Here, on 365 pages, are presented 403 national horoscopes, everyone having a brief historical report. Many countries have two or more national horoscopes, corresponding to the important moments of their history. As the author said, there is no such “birth chart” for a country, but a succession of important/transforming moments.


There is also an important section at the final part of the book, filled with 12 appendixes, where are presented charts for political parties, towns and cities, stock markets, European Union, Euro, conflicts, wars, Medieval Europe, Yalta Conference, Berlin Wall, Hiroshima bombardment, first powered flight, religions eras, discovery of Uranus, Neptune, Pluto, Chiron etc.
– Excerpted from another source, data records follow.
use crate::actors::messages::RecorderMessage;
use crate::actors::traits::QuestionStore;
use crate::error::AppError;
use std::sync::Arc;
use tokio::sync::mpsc::error::TrySendError;
use tokio::sync::{mpsc, oneshot};
use tokio::time::{timeout, Duration};
use tracing::{debug, error, info, instrument, warn};

/// Default number of questions that may wait for the store.
pub const RECORDER_QUEUE_CAPACITY: usize = 256;

/// How long [`QuestionRecorderHandle::flush`] waits for the queue to drain.
const FLUSH_TIMEOUT: Duration = Duration::from_secs(10);

/// A handle to the question recorder actor.
///
/// Recording is fire-and-forget: [`record`](Self::record) never waits on the
/// store, and a slow or failing store never reaches the caller. Failures are
/// logged by the actor.
#[derive(Clone)]
pub struct QuestionRecorderHandle {
    sender: mpsc::Sender<RecorderMessage>,
}

impl QuestionRecorderHandle {
    /// Spawns the recorder on the current Tokio runtime and returns a handle to it.
    pub fn spawn(store: Arc<dyn QuestionStore>) -> Self {
        Self::spawn_with_capacity(store, RECORDER_QUEUE_CAPACITY)
    }

    /// Like [`spawn`](Self::spawn) with an explicit queue size.
    pub fn spawn_with_capacity(store: Arc<dyn QuestionStore>, capacity: usize) -> Self {
        let (sender, receiver) = mpsc::channel(capacity.max(1));
        let runner = RecorderRunner::new(receiver, store);
        tokio::spawn(async move { runner.run().await });
        Self { sender }
    }

    /// Queues a question for persistence. Returns `false` if it was dropped
    /// because the queue is full or the recorder has stopped.
    pub fn record(&self, text: impl Into<String>) -> bool {
        match self.sender.try_send(RecorderMessage::Record { text: text.into() }) {
            Ok(()) => true,
            Err(TrySendError::Full(_)) => {
                warn!("Question recorder queue is full, dropping question");
                false
            }
            Err(TrySendError::Closed(_)) => {
                warn!("Question recorder has stopped, dropping question");
                false
            }
        }
    }

    /// Waits until every question queued so far has been handled.
    #[instrument(skip(self))]
    pub async fn flush(&self) -> Result<(), AppError> {
        let (send, recv) = oneshot::channel();
        self.sender
            .send(RecorderMessage::Flush { responder: send })
            .await
            .map_err(|e| AppError::Actor(e.to_string()))?;
        timeout(FLUSH_TIMEOUT, recv)
            .await?
            .map_err(|e| AppError::Actor(e.to_string()))
    }

    /// Asks the recorder to stop once the queued questions are handled.
    pub async fn shutdown(&self) -> Result<(), AppError> {
        self.sender
            .send(RecorderMessage::Shutdown)
            .await
            .map_err(|e| AppError::Actor(e.to_string()))
    }
}

// --- Actor Runner ---
struct RecorderRunner {
    receiver: mpsc::Receiver<RecorderMessage>,
    store: Arc<dyn QuestionStore>,
    recorded: u64,
    failed: u64,
}

impl RecorderRunner {
    fn new(receiver: mpsc::Receiver<RecorderMessage>, store: Arc<dyn QuestionStore>) -> Self {
        Self {
            receiver,
            store,
            recorded: 0,
            failed: 0,
        }
    }

    async fn run(mut self) {
        info!("Question recorder started");
        while let Some(msg) = self.receiver.recv().await {
            match msg {
                RecorderMessage::Record { text } => self.handle_record(text).await,
                RecorderMessage::Flush { responder } => {
                    let _ = responder.send(());
                }
                RecorderMessage::Shutdown => break,
            }
        }
        info!(
            recorded = self.recorded,
            failed = self.failed,
            "Question recorder stopped"
        );
    }

    async fn handle_record(&mut self, text: String) {
        match self.store.save(text).await {
            Ok(question) => {
                self.recorded += 1;
                debug!(question_id = question.id, "Question recorded");
            }
            Err(e) => {
                self.failed += 1;
                error!("Failed to record question: {}", e);
            }
        }
    }
}
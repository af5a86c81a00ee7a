use crate::actors::traits::QuestionStore;
use crate::error::AppError;
use crate::fs_manager::PortablePathManager;
use crate::models::Question;
use async_trait::async_trait;
use chrono::Utc;
use sqlx::sqlite::{SqliteConnectOptions, SqlitePool, SqlitePoolOptions};
use std::path::Path;
use std::str::FromStr;
use tracing::info;

/// Open the question log at its portable location.
pub async fn init_db() -> Result<SqlitePool, AppError> {
    init_db_at(&PortablePathManager::db_path()).await
}

/// Open (creating if needed) the SQLite database at `db_path` and apply migrations.
pub async fn init_db_at(db_path: &Path) -> Result<SqlitePool, AppError> {
    let db_url = format!("sqlite://{}", db_path.to_string_lossy());

    info!("Initializing database at: {}", db_url);

    let options = SqliteConnectOptions::from_str(&db_url)?.create_if_missing(true);

    let pool = SqlitePoolOptions::new()
        .max_connections(5)
        .connect_with(options)
        .await?;

    sqlx::migrate!("./migrations").run(&pool).await?;

    info!("Database initialized and migrations applied.");

    Ok(pool)
}

// --- Questions ---

pub async fn save_question(pool: &SqlitePool, text: &str) -> Result<Question, sqlx::Error> {
    let timestamp = Utc::now().timestamp();

    sqlx::query_as::<_, Question>(
        r#"
        INSERT INTO questions (text, timestamp)
        VALUES (?, ?)
        RETURNING id, text, timestamp
        "#,
    )
    .bind(text)
    .bind(timestamp)
    .fetch_one(pool)
    .await
}

/// All recorded questions, newest first.
pub async fn list_questions(pool: &SqlitePool) -> Result<Vec<Question>, sqlx::Error> {
    sqlx::query_as::<_, Question>(
        r#"
        SELECT id, text, timestamp
        FROM questions
        ORDER BY timestamp DESC, id DESC
        "#,
    )
    .fetch_all(pool)
    .await
}

pub async fn count_questions(pool: &SqlitePool) -> Result<i64, sqlx::Error> {
    sqlx::query_scalar("SELECT COUNT(*) FROM questions")
        .fetch_one(pool)
        .await
}

/// [`QuestionStore`] backed by the SQLite question log.
#[derive(Debug, Clone)]
pub struct SqliteQuestionStore {
    pool: SqlitePool,
}

impl SqliteQuestionStore {
    pub fn new(pool: SqlitePool) -> Self {
        Self { pool }
    }

    pub fn pool(&self) -> &SqlitePool {
        &self.pool
    }
}

#[async_trait]
impl QuestionStore for SqliteQuestionStore {
    async fn save(&self, text: String) -> Result<Question, AppError> {
        Ok(save_question(&self.pool, &text).await?)
    }

    async fn list(&self) -> Result<Vec<Question>, AppError> {
        Ok(list_questions(&self.pool).await?)
    }
}
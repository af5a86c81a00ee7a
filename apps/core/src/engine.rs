//! Knowledge base and the swappable handle hosts resolve through.
//!
//! A [`KnowledgeBase`] is built once from a [`ChatbotConfig`] and never
//! mutated. Reloading builds a new one and swaps it into the
//! [`EngineHandle`]; resolutions already running keep the `Arc` they started
//! with.

use crate::brain::{IntentId, IntentResolver, KeywordIndex, MatchResult};
use crate::config::{ChatbotConfig, DEFAULT_RESPONSE_ID};
use crate::error::AppError;
use crate::models::{QuickReply, Response};
use serde::Serialize;
use std::collections::HashMap;
use std::path::Path;
use std::sync::Arc;
use tokio::sync::watch;
use tracing::{info, instrument, warn};

/// Immutable intents, keywords and responses.
#[derive(Debug, Clone)]
pub struct KnowledgeBase {
    index: KeywordIndex,
    resolver: IntentResolver,
    responses: HashMap<IntentId, Response>,
    default_response: Response,
    greeting: Option<Response>,
    quick_replies: Vec<QuickReply>,
}

/// The response picked for an utterance.
#[derive(Debug, Clone, PartialEq, Serialize)]
pub struct Answer {
    /// Matched intent, `None` when the default response was used.
    pub intent: Option<IntentId>,
    /// Best intent score seen.
    pub score: f64,
    /// True when `response` is the `default` fallback.
    pub fallback: bool,
    pub response: Response,
}

/// Build the keyword index and response catalog from a configuration.
pub fn build_index(config: &ChatbotConfig) -> Result<KnowledgeBase, AppError> {
    KnowledgeBase::build(config)
}

/// Resolve an utterance against a knowledge base.
pub fn resolve(knowledge: &KnowledgeBase, utterance: &str) -> Option<IntentId> {
    knowledge.resolve(utterance)
}

impl KnowledgeBase {
    pub fn build(config: &ChatbotConfig) -> Result<Self, AppError> {
        config.check()?;
        for id in config.unanswered_intents() {
            warn!("Intent `{}` has keywords but no response, it will answer with `default`", id);
        }

        let index = KeywordIndex::build(config.keywords.iter());
        let responses: HashMap<IntentId, Response> = config
            .responses
            .iter()
            .map(|(id, response)| (IntentId::new(id.as_str()), response.clone()))
            .collect();

        let default_response = responses
            .get(DEFAULT_RESPONSE_ID)
            .cloned()
            .ok_or_else(|| AppError::ConfigMalformed("missing mandatory `default` response".to_string()))?;

        let greeting = config
            .greeting
            .as_deref()
            .and_then(|id| responses.get(id))
            .cloned();

        info!(
            "Keyword index built: {} intents, {} keywords",
            index.len(),
            index.keyword_count()
        );

        Ok(Self {
            index,
            resolver: IntentResolver::new(config.tuning),
            responses,
            default_response,
            greeting,
            quick_replies: config.quick_replies.clone(),
        })
    }

    /// Read the configuration at `path` and build from it.
    pub async fn load(path: &Path) -> Result<Self, AppError> {
        let config = ChatbotConfig::load(path).await?;
        Self::build(&config)
    }

    pub fn index(&self) -> &KeywordIndex {
        &self.index
    }

    pub fn resolve(&self, utterance: &str) -> Option<IntentId> {
        self.resolver.resolve(&self.index, utterance)
    }

    pub fn evaluate(&self, utterance: &str) -> MatchResult {
        self.resolver.evaluate(&self.index, utterance)
    }

    /// Response of an intent, or `default` when there is none.
    pub fn response_for(&self, intent: Option<&IntentId>) -> &Response {
        intent
            .and_then(|id| self.responses.get(id))
            .unwrap_or(&self.default_response)
    }

    pub fn default_response(&self) -> &Response {
        &self.default_response
    }

    pub fn greeting(&self) -> Option<&Response> {
        self.greeting.as_ref()
    }

    pub fn quick_replies(&self) -> &[QuickReply] {
        &self.quick_replies
    }

    /// Resolve and pick the response to show.
    pub fn answer(&self, utterance: &str) -> Answer {
        let result = self.evaluate(utterance);
        let fallback = !result.is_match()
            || result
                .intent
                .as_ref()
                .is_some_and(|id| !self.responses.contains_key(id));
        let response = self.response_for(result.intent.as_ref()).clone();
        Answer {
            intent: result.intent,
            score: result.score,
            fallback,
            response,
        }
    }
}

/// Shared, atomically replaceable access to the current knowledge base.
///
/// Holds nothing until a valid configuration is installed; chat input is
/// refused in that state.
#[derive(Clone)]
pub struct EngineHandle {
    current: Arc<watch::Sender<Option<Arc<KnowledgeBase>>>>,
}

impl Default for EngineHandle {
    fn default() -> Self {
        Self::disabled()
    }
}

impl EngineHandle {
    /// A handle with no knowledge base; chat stays disabled until [`install`](Self::install).
    pub fn disabled() -> Self {
        let (sender, _) = watch::channel(None);
        Self {
            current: Arc::new(sender),
        }
    }

    pub fn new(knowledge: KnowledgeBase) -> Self {
        let handle = Self::disabled();
        handle.install(knowledge);
        handle
    }

    /// The knowledge base in effect right now.
    pub fn current(&self) -> Option<Arc<KnowledgeBase>> {
        self.current.borrow().clone()
    }

    pub fn is_enabled(&self) -> bool {
        self.current.borrow().is_some()
    }

    /// Swap in a new knowledge base for all subsequent calls.
    pub fn install(&self, knowledge: KnowledgeBase) -> Arc<KnowledgeBase> {
        let knowledge = Arc::new(knowledge);
        self.current.send_replace(Some(knowledge.clone()));
        knowledge
    }

    /// Notified on every swap.
    pub fn subscribe(&self) -> watch::Receiver<Option<Arc<KnowledgeBase>>> {
        self.current.subscribe()
    }

    /// Rebuild from `path` and swap it in. On failure the previous knowledge
    /// base stays active.
    #[instrument(skip(self))]
    pub async fn reload(&self, path: &Path) -> Result<Arc<KnowledgeBase>, AppError> {
        let knowledge = KnowledgeBase::load(path).await?;
        let installed = self.install(knowledge);
        info!("Chatbot configuration reloaded from {:?}", path);
        Ok(installed)
    }

    /// Answer through the current knowledge base.
    pub fn answer(&self, utterance: &str) -> Result<Answer, AppError> {
        let knowledge = self.current().ok_or(AppError::ChatDisabled)?;
        Ok(knowledge.answer(utterance))
    }
}

#[cfg(test)]
mod tests {
    use super::*;

    fn config(document: &str) -> ChatbotConfig {
        ChatbotConfig::from_json_str(document).unwrap()
    }

    fn wifi_config() -> ChatbotConfig {
        config(
            r#"{
                "keywords": {"wifi": ["wifi", "password"], "orphan": ["parcheggio"]},
                "responses": {
                    "wifi": {"type": "text", "content": "Rete MusArt"},
                    "default": {"type": "text", "content": "Non ho capito"}
                }
            }"#,
        )
    }

    #[test]
    fn test_answer_matched_intent() {
        let knowledge = build_index(&wifi_config()).unwrap();
        let answer = knowledge.answer("what's the wifi password");
        assert_eq!(answer.intent.as_ref().map(IntentId::as_str), Some("wifi"));
        assert!(!answer.fallback);
        assert_eq!(answer.response, Response::text("Rete MusArt"));
    }

    #[test]
    fn test_answer_falls_back_to_default() {
        let knowledge = build_index(&wifi_config()).unwrap();
        let answer = knowledge.answer("asdkjalsd");
        assert_eq!(answer.intent, None);
        assert!(answer.fallback);
        assert_eq!(answer.response, Response::text("Non ho capito"));
    }

    #[test]
    fn test_intent_without_response_uses_default() {
        let knowledge = build_index(&wifi_config()).unwrap();
        let answer = knowledge.answer("dov'è il parcheggio");
        assert_eq!(answer.intent.as_ref().map(IntentId::as_str), Some("orphan"));
        assert!(answer.fallback);
        assert_eq!(&answer.response, knowledge.default_response());
    }

    #[test]
    fn test_module_level_resolve() {
        let knowledge = build_index(&wifi_config()).unwrap();
        assert_eq!(resolve(&knowledge, "WIFI?").unwrap().as_str(), "wifi");
        assert_eq!(resolve(&knowledge, ""), None);
    }

    #[test]
    fn test_disabled_handle_refuses_chat() {
        let handle = EngineHandle::disabled();
        assert!(!handle.is_enabled());
        assert!(matches!(handle.answer("wifi"), Err(AppError::ChatDisabled)));
    }

    #[test]
    fn test_swap_keeps_old_snapshot() {
        let handle = EngineHandle::new(build_index(&wifi_config()).unwrap());
        let before = handle.current().unwrap();

        let replacement = config(
            r#"{
                "keywords": {"taxi": ["taxi"]},
                "responses": {
                    "taxi": {"type": "text", "content": "Radio taxi"},
                    "default": {"type": "text", "content": "?"}
                }
            }"#,
        );
        handle.install(build_index(&replacement).unwrap());

        assert_eq!(before.resolve("wifi").unwrap().as_str(), "wifi");
        assert_eq!(before.resolve("taxi"), None);

        let after = handle.answer("taxi").unwrap();
        assert_eq!(after.intent.unwrap().as_str(), "taxi");
        assert_eq!(handle.answer("wifi").unwrap().intent, None);
    }

    #[test]
    fn test_subscribers_see_swaps() {
        let handle = EngineHandle::disabled();
        let mut receiver = handle.subscribe();
        handle.install(build_index(&wifi_config()).unwrap());
        assert!(receiver.has_changed().unwrap());
        assert!(receiver.borrow_and_update().is_some());
    }

    #[tokio::test]
    async fn test_failed_reload_keeps_previous() {
        let handle = EngineHandle::new(build_index(&wifi_config()).unwrap());
        let err = handle
            .reload(Path::new("/nonexistent/responses.json"))
            .await
            .unwrap_err();
        assert!(matches!(err, AppError::ConfigMissing(_)));
        assert_eq!(handle.answer("wifi").unwrap().intent.unwrap().as_str(), "wifi");
    }
}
Conclusion. It is, obviously, the most comprehensive and trustworthy work to date about national horoscopes. The author presents the horoscopes for several important moments in every country history and even 2-3 horoscopes for the same event, when the precise moment is not sure. He emphasize the aspect of data accuracy and gives detailed references for the horoscopes presented. The book is very well documented, but as he recognised there must be done further research for the countries from Eastern Europe and Latin America. My evaluation is 8,5.